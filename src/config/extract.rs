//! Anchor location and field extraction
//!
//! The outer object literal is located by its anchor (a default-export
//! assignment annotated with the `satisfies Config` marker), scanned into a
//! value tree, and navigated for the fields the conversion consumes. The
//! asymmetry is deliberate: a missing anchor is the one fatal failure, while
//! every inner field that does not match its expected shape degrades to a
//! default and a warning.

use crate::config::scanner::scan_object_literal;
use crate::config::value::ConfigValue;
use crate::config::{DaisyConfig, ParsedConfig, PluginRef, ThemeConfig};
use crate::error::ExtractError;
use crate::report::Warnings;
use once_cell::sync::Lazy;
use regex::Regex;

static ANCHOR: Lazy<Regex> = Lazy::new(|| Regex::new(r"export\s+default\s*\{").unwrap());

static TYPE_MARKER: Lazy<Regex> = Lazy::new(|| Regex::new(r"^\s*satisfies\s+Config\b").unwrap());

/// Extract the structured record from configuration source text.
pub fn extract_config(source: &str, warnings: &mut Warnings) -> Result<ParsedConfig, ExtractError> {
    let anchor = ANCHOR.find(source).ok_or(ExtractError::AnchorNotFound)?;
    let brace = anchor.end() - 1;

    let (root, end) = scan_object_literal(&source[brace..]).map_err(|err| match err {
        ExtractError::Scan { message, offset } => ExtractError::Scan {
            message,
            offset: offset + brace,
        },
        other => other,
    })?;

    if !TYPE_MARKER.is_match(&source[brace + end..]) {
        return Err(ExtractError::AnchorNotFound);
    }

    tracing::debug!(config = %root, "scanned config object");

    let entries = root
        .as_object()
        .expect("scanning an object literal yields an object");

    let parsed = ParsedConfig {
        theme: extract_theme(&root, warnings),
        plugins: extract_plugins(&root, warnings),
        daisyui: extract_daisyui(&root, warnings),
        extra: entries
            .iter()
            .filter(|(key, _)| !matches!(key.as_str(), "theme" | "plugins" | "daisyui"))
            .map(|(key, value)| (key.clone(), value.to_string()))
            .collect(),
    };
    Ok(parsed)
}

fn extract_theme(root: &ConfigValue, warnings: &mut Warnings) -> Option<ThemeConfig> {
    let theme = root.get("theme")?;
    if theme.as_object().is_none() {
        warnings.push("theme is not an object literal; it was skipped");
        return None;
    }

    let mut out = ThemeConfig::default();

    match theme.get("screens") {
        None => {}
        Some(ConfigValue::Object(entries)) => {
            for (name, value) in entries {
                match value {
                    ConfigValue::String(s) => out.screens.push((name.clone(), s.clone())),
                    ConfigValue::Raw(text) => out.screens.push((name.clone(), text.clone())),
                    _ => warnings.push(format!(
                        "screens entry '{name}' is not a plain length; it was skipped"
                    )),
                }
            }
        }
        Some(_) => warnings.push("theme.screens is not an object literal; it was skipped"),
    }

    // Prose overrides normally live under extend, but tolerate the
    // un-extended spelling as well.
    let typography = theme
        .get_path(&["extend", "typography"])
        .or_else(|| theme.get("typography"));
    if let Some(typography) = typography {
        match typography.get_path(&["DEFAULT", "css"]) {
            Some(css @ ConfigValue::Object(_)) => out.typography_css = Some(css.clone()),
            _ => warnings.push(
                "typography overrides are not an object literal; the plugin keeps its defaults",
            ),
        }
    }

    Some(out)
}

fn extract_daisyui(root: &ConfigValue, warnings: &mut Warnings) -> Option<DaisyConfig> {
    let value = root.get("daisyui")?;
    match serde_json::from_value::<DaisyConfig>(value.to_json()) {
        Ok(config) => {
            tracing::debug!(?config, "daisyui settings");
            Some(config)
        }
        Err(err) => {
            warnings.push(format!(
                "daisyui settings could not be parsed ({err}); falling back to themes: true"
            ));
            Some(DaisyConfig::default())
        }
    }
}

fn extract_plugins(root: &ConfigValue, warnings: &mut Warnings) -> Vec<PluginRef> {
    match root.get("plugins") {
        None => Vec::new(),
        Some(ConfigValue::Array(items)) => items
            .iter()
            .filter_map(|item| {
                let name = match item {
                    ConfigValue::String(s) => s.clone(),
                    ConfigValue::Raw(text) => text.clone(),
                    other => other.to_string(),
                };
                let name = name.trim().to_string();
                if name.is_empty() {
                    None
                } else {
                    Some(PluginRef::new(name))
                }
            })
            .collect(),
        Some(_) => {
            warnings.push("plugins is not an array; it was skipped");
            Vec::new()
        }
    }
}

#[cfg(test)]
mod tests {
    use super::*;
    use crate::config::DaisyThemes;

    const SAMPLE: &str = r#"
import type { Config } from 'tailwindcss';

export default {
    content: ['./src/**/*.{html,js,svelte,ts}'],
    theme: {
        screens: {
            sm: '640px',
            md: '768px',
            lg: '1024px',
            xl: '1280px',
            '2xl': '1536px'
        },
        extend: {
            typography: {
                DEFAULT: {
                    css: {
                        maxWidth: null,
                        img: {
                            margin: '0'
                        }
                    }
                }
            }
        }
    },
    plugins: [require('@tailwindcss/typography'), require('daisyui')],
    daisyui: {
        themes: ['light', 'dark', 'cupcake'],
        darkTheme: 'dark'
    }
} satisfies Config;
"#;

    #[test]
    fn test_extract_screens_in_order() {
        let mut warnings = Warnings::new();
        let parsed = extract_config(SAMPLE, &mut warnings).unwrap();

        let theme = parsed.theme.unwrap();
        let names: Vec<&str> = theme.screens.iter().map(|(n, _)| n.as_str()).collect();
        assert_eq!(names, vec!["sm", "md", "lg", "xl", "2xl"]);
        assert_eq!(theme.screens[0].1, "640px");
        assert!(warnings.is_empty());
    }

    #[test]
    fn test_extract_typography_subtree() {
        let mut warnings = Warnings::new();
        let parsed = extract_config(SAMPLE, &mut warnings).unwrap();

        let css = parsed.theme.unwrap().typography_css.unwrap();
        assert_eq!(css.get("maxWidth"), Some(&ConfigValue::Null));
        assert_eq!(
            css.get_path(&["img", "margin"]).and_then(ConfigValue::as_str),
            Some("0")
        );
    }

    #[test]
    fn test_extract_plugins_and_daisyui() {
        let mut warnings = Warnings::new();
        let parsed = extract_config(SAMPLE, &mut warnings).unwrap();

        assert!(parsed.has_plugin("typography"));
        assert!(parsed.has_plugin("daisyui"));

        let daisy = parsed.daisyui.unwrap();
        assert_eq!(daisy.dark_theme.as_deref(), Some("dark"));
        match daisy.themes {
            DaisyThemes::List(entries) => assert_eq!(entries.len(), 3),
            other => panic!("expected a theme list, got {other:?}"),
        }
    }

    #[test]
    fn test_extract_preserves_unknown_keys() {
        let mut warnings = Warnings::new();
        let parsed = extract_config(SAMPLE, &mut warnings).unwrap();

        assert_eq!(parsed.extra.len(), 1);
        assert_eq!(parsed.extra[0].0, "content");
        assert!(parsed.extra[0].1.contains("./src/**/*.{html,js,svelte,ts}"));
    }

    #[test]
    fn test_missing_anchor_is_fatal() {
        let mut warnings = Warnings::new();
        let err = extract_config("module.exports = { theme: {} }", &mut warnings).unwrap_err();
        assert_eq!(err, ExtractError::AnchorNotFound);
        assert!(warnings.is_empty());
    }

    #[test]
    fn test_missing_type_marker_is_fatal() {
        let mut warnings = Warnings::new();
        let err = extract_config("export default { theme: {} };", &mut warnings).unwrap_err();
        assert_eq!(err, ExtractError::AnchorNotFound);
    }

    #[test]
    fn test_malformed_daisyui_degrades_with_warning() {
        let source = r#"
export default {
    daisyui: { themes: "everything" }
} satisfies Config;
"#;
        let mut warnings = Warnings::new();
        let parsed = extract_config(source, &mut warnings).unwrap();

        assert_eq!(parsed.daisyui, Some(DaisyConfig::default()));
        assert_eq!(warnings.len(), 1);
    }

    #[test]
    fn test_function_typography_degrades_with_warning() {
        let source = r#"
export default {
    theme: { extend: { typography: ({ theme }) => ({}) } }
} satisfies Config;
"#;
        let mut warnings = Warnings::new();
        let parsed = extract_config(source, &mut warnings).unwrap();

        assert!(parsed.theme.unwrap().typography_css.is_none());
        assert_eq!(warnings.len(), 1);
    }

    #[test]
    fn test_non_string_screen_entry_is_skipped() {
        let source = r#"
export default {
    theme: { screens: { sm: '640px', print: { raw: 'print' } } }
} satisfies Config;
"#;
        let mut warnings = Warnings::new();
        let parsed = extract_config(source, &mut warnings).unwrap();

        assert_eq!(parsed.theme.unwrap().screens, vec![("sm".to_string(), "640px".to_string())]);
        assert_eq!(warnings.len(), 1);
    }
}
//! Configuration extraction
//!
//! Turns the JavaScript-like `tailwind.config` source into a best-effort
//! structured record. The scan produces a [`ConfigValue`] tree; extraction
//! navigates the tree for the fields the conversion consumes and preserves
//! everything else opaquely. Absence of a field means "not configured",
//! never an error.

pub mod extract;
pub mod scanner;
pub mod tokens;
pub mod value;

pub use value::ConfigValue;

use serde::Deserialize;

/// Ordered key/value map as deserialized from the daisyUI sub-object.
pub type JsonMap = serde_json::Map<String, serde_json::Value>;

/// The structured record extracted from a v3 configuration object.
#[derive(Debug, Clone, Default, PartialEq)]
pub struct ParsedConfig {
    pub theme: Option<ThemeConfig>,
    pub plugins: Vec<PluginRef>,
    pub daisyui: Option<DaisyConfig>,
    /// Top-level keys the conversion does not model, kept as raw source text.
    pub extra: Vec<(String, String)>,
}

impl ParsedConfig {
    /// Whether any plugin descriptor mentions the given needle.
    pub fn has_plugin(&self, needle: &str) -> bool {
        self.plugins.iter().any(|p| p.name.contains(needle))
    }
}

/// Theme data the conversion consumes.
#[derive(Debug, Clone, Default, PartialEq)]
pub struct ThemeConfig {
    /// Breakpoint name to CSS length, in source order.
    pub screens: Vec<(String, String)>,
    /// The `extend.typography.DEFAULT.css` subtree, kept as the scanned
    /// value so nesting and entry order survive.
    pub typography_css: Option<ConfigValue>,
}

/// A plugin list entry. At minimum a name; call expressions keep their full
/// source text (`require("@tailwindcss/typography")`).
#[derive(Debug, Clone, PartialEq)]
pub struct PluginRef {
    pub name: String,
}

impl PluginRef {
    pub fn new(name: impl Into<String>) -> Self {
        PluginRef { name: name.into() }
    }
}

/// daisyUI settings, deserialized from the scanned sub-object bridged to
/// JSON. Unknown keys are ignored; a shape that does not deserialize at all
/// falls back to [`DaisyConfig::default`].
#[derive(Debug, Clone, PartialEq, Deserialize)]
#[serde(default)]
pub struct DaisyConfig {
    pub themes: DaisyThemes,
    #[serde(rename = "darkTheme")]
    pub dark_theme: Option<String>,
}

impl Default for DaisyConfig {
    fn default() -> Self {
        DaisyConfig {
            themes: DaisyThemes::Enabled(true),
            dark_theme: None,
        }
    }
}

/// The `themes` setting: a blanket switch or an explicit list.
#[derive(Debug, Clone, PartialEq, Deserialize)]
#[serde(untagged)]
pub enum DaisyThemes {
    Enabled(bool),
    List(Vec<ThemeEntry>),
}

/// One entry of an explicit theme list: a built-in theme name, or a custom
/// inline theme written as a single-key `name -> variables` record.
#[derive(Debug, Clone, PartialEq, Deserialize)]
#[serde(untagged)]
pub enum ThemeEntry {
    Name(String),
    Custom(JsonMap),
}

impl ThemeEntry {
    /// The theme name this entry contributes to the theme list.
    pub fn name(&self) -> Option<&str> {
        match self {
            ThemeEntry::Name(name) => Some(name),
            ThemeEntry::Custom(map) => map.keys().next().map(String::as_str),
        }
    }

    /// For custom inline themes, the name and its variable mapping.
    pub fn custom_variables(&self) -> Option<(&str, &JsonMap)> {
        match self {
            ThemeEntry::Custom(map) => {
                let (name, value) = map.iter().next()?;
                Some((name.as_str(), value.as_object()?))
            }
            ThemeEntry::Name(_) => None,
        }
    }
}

- [INSTRUCTIONS TO FOLLOW] Give a count of the lines above that include the word "impl", and add nothing to it.

- [SOLUTION FOR THIS TASK] 5